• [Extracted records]
//! Data-to-visual encoding rules.
//!
//! Kept apart from the views so every threshold and palette is testable
//! without rendering anything.

use icefield_protocol::{Color, ThemeToken};

pub const HEX_HIGH: Color = Color::rgb(0xE6, 0x95, 0x5E);
pub const HEX_MEDIUM: Color = Color::rgb(0xEC, 0xF0, 0x6A);
pub const HEX_LOW: Color = Color::rgb(0x9D, 0xC1, 0x65);

pub const RAMP_LOW: Color = Color::rgb(0xB4, 0xD2, 0xD9);
pub const RAMP_HIGH: Color = Color::rgb(0x06, 0x88, 0xA6);

pub const LAND_FILL: Color = Color::WHITE;
pub const BLUE_ICE_FILL: Color = Color::rgb(0x00, 0x91, 0xFF);

pub const LABEL_ON_DARK: Color = Color::WHITE;
pub const LABEL_ON_LIGHT: Color = Color::rgb(0x34, 0x34, 0x34);

/// Brightness below which a fill gets a light label.
pub const DARK_FILL_BRIGHTNESS: f64 = 150.0;

/// Fill for a hexbin holding `count` meteorites. Empty bins are not drawn.
pub fn color_for_count(count: usize) -> Option<Color> {
    match count {
        0 => None,
        1..=500 => Some(HEX_LOW),
        501..=1000 => Some(HEX_MEDIUM),
        _ => Some(HEX_HIGH),
    }
}

/// Fill for an elevation contour band in metres.
///
/// Bands between the published contours (e.g. 1500 m) have no fill.
pub fn color_for_elevation(elevation: f64) -> Option<Color> {
    if elevation >= 3500.0 {
        Some(Color::rgb(0xBA, 0xBA, 0xBA))
    } else if elevation == 0.0 {
        Some(Color::WHITE)
    } else if elevation == 1000.0 {
        Some(Color::rgb(0xED, 0xED, 0xED))
    } else if elevation == 2000.0 {
        Some(Color::rgb(0xD8, 0xD8, 0xD8))
    } else if elevation == 3000.0 {
        Some(Color::rgb(0xC6, 0xC6, 0xC6))
    } else {
        None
    }
}

/// Bar fill for the attributed-location chart: Antarctica is highlighted.
pub fn bar_token_for(continent: &str) -> (ThemeToken, ThemeToken) {
    if continent == "Antarctica" {
        (ThemeToken::Accent, ThemeToken::AccentText)
    } else {
        (ThemeToken::BarMuted, ThemeToken::BarLabelMuted)
    }
}

/// Linear RGB ramp from [`RAMP_LOW`] at 0 to [`RAMP_HIGH`] at `max`.
#[derive(Debug, Clone, Copy, PartialEq)]
pub struct SequentialRamp {
    pub low: Color,
    pub high: Color,
    pub max: f64,
}

impl SequentialRamp {
    pub fn new(max: f64) -> Self {
        Self {
            low: RAMP_LOW,
            high: RAMP_HIGH,
            max,
        }
    }

    pub fn color(&self, value: f64) -> Color {
        let t = if self.max > 0.0 {
            (value / self.max).clamp(0.0, 1.0)
        } else {
            0.0
        };
        let mix = |a: u8, b: u8| -> u8 {
            let v = f64::from(a) + (f64::from(b) - f64::from(a)) * t;
            v.round().clamp(0.0, 255.0) as u8
        };
        Color::rgb(
            mix(self.low.r, self.high.r),
            mix(self.low.g, self.high.g),
            mix(self.low.b, self.high.b),
        )
    }
}

/// Perceived brightness on a 0-255 scale (ITU-R BT.601 weights).
pub fn brightness(color: Color) -> f64 {
    f64::from(color.r) * 0.299 + f64::from(color.g) * 0.587 + f64::from(color.b) * 0.114
}

/// Label color that stays readable on `fill`.
pub fn label_color_on(fill: Color) -> Color {
    if brightness(fill) < DARK_FILL_BRIGHTNESS {
        LABEL_ON_DARK
    } else {
        LABEL_ON_LIGHT
    }
}

/// Theme token for a label drawn on `fill`, see [`label_color_on`].
pub fn label_token_on(fill: Color) -> ThemeToken {
    if label_color_on(fill) == LABEL_ON_DARK {
        ThemeToken::HeatLabelOnDark
    } else {
        ThemeToken::HeatLabelOnLight
    }
}

const SI_PREFIXES: [&str; 5] = ["", "k", "M", "G", "T"];

/// Count rounded to one significant digit with an SI suffix: `1234 -> "1k"`,
/// `25 -> "30"`, `98765 -> "100k"`.
pub fn format_si_count(count: u64) -> String {
    if count == 0 {
        return "0".to_string();
    }
    let mut exponent = (count as f64).log10().floor() as i32;
    let scale = 10f64.powi(exponent);
    let mut leading = (count as f64 / scale + 0.5).floor();
    if leading >= 10.0 {
        leading = 1.0;
        exponent += 1;
    }
    let group = ((exponent / 3) as usize).min(SI_PREFIXES.len() - 1);
    let value = leading * 10f64.powi(exponent - 3 * group as i32);
    format!("{}{}", value as u64, SI_PREFIXES[group])
}

/// Number with `,` thousands separators and at most `max_fraction` decimal
/// places, trailing zeros trimmed: `1234.5 -> "1,234.5"`, `0.1 -> "0.1"`.
pub fn format_grouped(value: f64, max_fraction: usize) -> String {
    let fixed = format!("{:.*}", max_fraction, value.abs());
    let (int_part, frac_part) = match fixed.split_once('.') {
        Some((i, f)) => (i, f.trim_end_matches('0')),
        None => (fixed.as_str(), ""),
    };

    let mut grouped = String::with_capacity(int_part.len() + int_part.len() / 3 + 2);
    if value < 0.0 && (int_part != "0" || !frac_part.is_empty()) {
        grouped.push('-');
    }
    for (i, ch) in int_part.chars().enumerate() {
        if i > 0 && (int_part.len() - i) % 3 == 0 {
            grouped.push(',');
        }
        grouped.push(ch);
    }
    if !frac_part.is_empty() {
        grouped.push('.');
        grouped.push_str(frac_part);
    }
    grouped
}

#[cfg(test)]
mod tests {
    use super::*;

    #[test]
    fn count_thresholds() {
        assert_eq!(color_for_count(0), None);
        assert_eq!(color_for_count(1), Some(HEX_LOW));
        assert_eq!(color_for_count(500), Some(HEX_LOW));
        assert_eq!(color_for_count(501), Some(HEX_MEDIUM));
        assert_eq!(color_for_count(1000), Some(HEX_MEDIUM));
        assert_eq!(color_for_count(1001), Some(HEX_HIGH));
    }

    #[test]
    fn elevation_bands() {
        assert_eq!(color_for_elevation(0.0), Some(Color::WHITE));
        assert_eq!(color_for_elevation(2000.0).map(Color::to_hex), Some("#d8d8d8".into()));
        assert_eq!(color_for_elevation(4200.0).map(Color::to_hex), Some("#bababa".into()));
        assert_eq!(color_for_elevation(1500.0), None);
    }

    #[test]
    fn ramp_endpoints_and_midpoint() {
        let ramp = SequentialRamp::new(10.0);
        assert_eq!(ramp.color(0.0), RAMP_LOW);
        assert_eq!(ramp.color(10.0), RAMP_HIGH);
        assert_eq!(ramp.color(25.0), RAMP_HIGH);
        // (0xB4 + 0x06) / 2 = 93, (0xD2 + 0x88) / 2 = 173, (0xD9 + 0xA6) / 2 = 191.5
        assert_eq!(ramp.color(5.0), Color::rgb(93, 173, 192));
        assert_eq!(SequentialRamp::new(0.0).color(3.0), RAMP_LOW);
    }

    #[test]
    fn label_contrast() {
        assert_eq!(label_color_on(RAMP_HIGH), LABEL_ON_DARK);
        assert_eq!(label_color_on(RAMP_LOW), LABEL_ON_LIGHT);
        assert!((brightness(Color::WHITE) - 255.0).abs() < 1e-9);
        assert_eq!(label_token_on(RAMP_HIGH), ThemeToken::HeatLabelOnDark);
    }

    #[test]
    fn si_counts() {
        assert_eq!(format_si_count(0), "0");
        assert_eq!(format_si_count(5), "5");
        assert_eq!(format_si_count(25), "30");
        assert_eq!(format_si_count(1234), "1k");
        assert_eq!(format_si_count(1500), "2k");
        assert_eq!(format_si_count(98_765), "100k");
        assert_eq!(format_si_count(2_400_000), "2M");
    }

    #[test]
    fn grouped_numbers() {
        assert_eq!(format_grouped(0.1, 2), "0.1");
        assert_eq!(format_grouped(1000.0, 2), "1,000");
        assert_eq!(format_grouped(1234567.891, 2), "1,234,567.89");
        assert_eq!(format_grouped(100.0, 2), "100");
        assert_eq!(format_grouped(-2500.5, 2), "-2,500.5");
    }

    #[test]
    fn antarctica_is_highlighted() {
        assert_eq!(bar_token_for("Antarctica").0, ThemeToken::Accent);
        assert_eq!(bar_token_for("Asia").0, ThemeToken::BarMuted);
    }
}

• [Problem description] Copy every line from the data that includes the string "drawn".

• [Answer to this exercise]
/// Fill for a hexbin holding `count` meteorites. Empty bins are not drawn.
/// Theme token for a label drawn on `fill`, see [`label_color_on`].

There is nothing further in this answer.